Brown v. Eastern States Corporation, 6029.

Citation181 F.2d 26
Decision Date04 April 1950
Docket NumberNo. 6029.,6029.
PartiesBROWN v. EASTERN STATES CORPORATION et al.
CourtUnited States Courts of Appeals. United States Court of Appeals (4th Circuit)

Eugene M. Feinblatt, Baltimore, Md., and David I. Shivitz, New York City (Simon E. Sobeloff, Baltimore, Md., and Edmund

B. Hennefeld, New York City, on brief), for appellant.

Horace R. Lamb, New York City, and George Cochran Doub, Baltimore, Md. (Marshall, Carey, Doub & Mundy, Baltimore, Md., and LeBoeuf & Lamb, New York City, on brief), for appellees.
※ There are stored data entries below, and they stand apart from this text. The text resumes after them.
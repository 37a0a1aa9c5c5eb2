use axum::extract::{Path, State};
use axum::Json;
use serde::{Deserialize, Serialize};
use std::sync::Arc;

use crate::api::response::{ApiError, AppJson, AppQuery, JSend};
use crate::folders::CascadeStats;
use crate::session::SessionUser;
use crate::storage::models::FolderRecord;
use crate::AppState;

// ============================================================================
// Types
// ============================================================================

#[derive(Debug, Serialize)]
pub struct FolderResponse {
    pub created_at: String,
    pub id: String,
    pub name: String,
    pub owner_email: String,
    pub parent_id: Option<String>,
}

#[derive(Debug, Deserialize, Serialize)]
pub struct CreateFolderRequest {
    pub name: String,
    #[serde(default)]
    pub parent_id: Option<String>,
}

#[derive(Debug, Default, Deserialize)]
pub struct ListFoldersParams {
    #[serde(default)]
    pub parent_id: Option<String>,
}

// ============================================================================
// Handlers
// ============================================================================

pub async fn create_folder(
    State(state): State<Arc<AppState>>,
    user: SessionUser,
    AppJson(req): AppJson<CreateFolderRequest>,
) -> Result<Json<JSend<FolderResponse>>, ApiError> {
    let folder = state
        .services
        .folders
        .create_folder(&user.email, &req.name, req.parent_id.as_deref())
        .await?;
    Ok(JSend::success(folder_to_response(&folder)))
}

pub async fn list_folders(
    State(state): State<Arc<AppState>>,
    user: SessionUser,
    AppQuery(params): AppQuery<ListFoldersParams>,
) -> Result<Json<JSend<Vec<FolderResponse>>>, ApiError> {
    let folders = state
        .services
        .folders
        .list_folders(&user.email, params.parent_id.as_deref())
        .await?;
    Ok(JSend::success(folders.iter().map(folder_to_response).collect()))
}

pub async fn get_folder(
    State(state): State<Arc<AppState>>,
    user: SessionUser,
    Path(id): Path<String>,
) -> Result<Json<JSend<FolderResponse>>, ApiError> {
    let folder = state.services.folders.get_owned(&user.email, &id).await?;
    Ok(JSend::success(folder_to_response(&folder)))
}

/// Delete a folder with all of its subfolders and files. Files are purged, not trashed.
pub async fn delete_folder(
    State(state): State<Arc<AppState>>,
    user: SessionUser,
    Path(id): Path<String>,
) -> Result<Json<JSend<CascadeStats>>, ApiError> {
    state.services.folders.get_owned(&user.email, &id).await?;
    let stats = state.services.folders.delete_cascade(&id).await?;
    Ok(JSend::success(stats))
}

fn folder_to_response(folder: &FolderRecord) -> FolderResponse {
    FolderResponse {
        created_at: folder.created_at.to_rfc3339(),
        id: folder.id.clone(),
        name: folder.name.clone(),
        owner_email: folder.owner_email.clone(),
        parent_id: folder.parent_folder_id.clone(),
    }
}

#[cfg(test)]
mod tests {
    use super::*;
    use crate::testutil::{test_state, OWNER};
    use axum::http::StatusCode;

    fn user(email: &str) -> SessionUser {
        SessionUser {
            email: email.to_string(),
            display_name: None,
            avatar_url: None,
        }
    }

    fn create(name: &str, parent_id: Option<&str>) -> AppJson<CreateFolderRequest> {
        AppJson(CreateFolderRequest {
            name: name.to_string(),
            parent_id: parent_id.map(str::to_string),
        })
    }

    #[tokio::test]
    async fn folders_are_listed_per_parent() {
        let dir = tempfile::tempdir().unwrap();
        let state = test_state(&dir);

        let docs = create_folder(State(state.clone()), user(OWNER), create("Docs", None))
            .await
            .unwrap()
            .0
            .data;
        let nested_folder =
            create_folder(State(state.clone()), user(OWNER), create("2024", Some(&docs.id)))
                .await
                .unwrap();
        assert_eq!(nested_folder.0.data.name, "2024");

        let root = list_folders(
            State(state.clone()),
            user(OWNER),
            AppQuery(ListFoldersParams::default()),
        )
        .await
        .unwrap();
        assert_eq!(root.0.data.len(), 1);
        assert_eq!(root.0.data[0].name, "Docs");

        let nested = list_folders(
            State(state.clone()),
            user(OWNER),
            AppQuery(ListFoldersParams {
                parent_id: Some(docs.id.clone()),
            }),
        )
        .await
        .unwrap();
        assert_eq!(nested.0.data[0].parent_id.as_deref(), Some(docs.id.as_str()));
    }

    #[tokio::test]
    async fn other_users_cannot_delete_folder() {
        let dir = tempfile::tempdir().unwrap();
        let state = test_state(&dir);
        let docs = create_folder(State(state.clone()), user(OWNER), create("Docs", None))
            .await
            .unwrap()
            .0
            .data;

        let err = delete_folder(
            State(state.clone()),
            user("intruder@example.com"),
            Path(docs.id.clone()),
        )
        .await
        .unwrap_err();
        assert!(matches!(err, ApiError::Fail(StatusCode::NOT_FOUND, _)));

        let stats = delete_folder(State(state.clone()), user(OWNER), Path(docs.id.clone()))
            .await
            .unwrap();
        assert_eq!(stats.0.data, CascadeStats { folders: 1, files: 0 });
    }
}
Before PARKER, Chief Judge, and SOPER and DOBIE, Circuit Judges.

PARKER, Chief Judge.

This is an appeal from an order denying an interlocutory injunction and dismissing a suit instituted by the holder of preferred and common stock of a corporation to enjoin the carrying out of a plan of corporate reorganization. The suit was instituted in a state court but was removed into the court below on the ground that it involved a federal question. The court declined to remand the case to the state court after the complaint had been amended to eliminate all reference to rights under federal statutes and, after an extended hearing, dissolved the temporary restraining order that had been issued by the state court and dismissed the suit as involving no question not decided in the denial of injunctive relief. See Brown v. Eastern States Corporation et al., D.C., 86 F.Supp. 887. A motion was made by the appellee in this court to dismiss the appeal as moot and was heard along with the hearing of the appeal on the merits.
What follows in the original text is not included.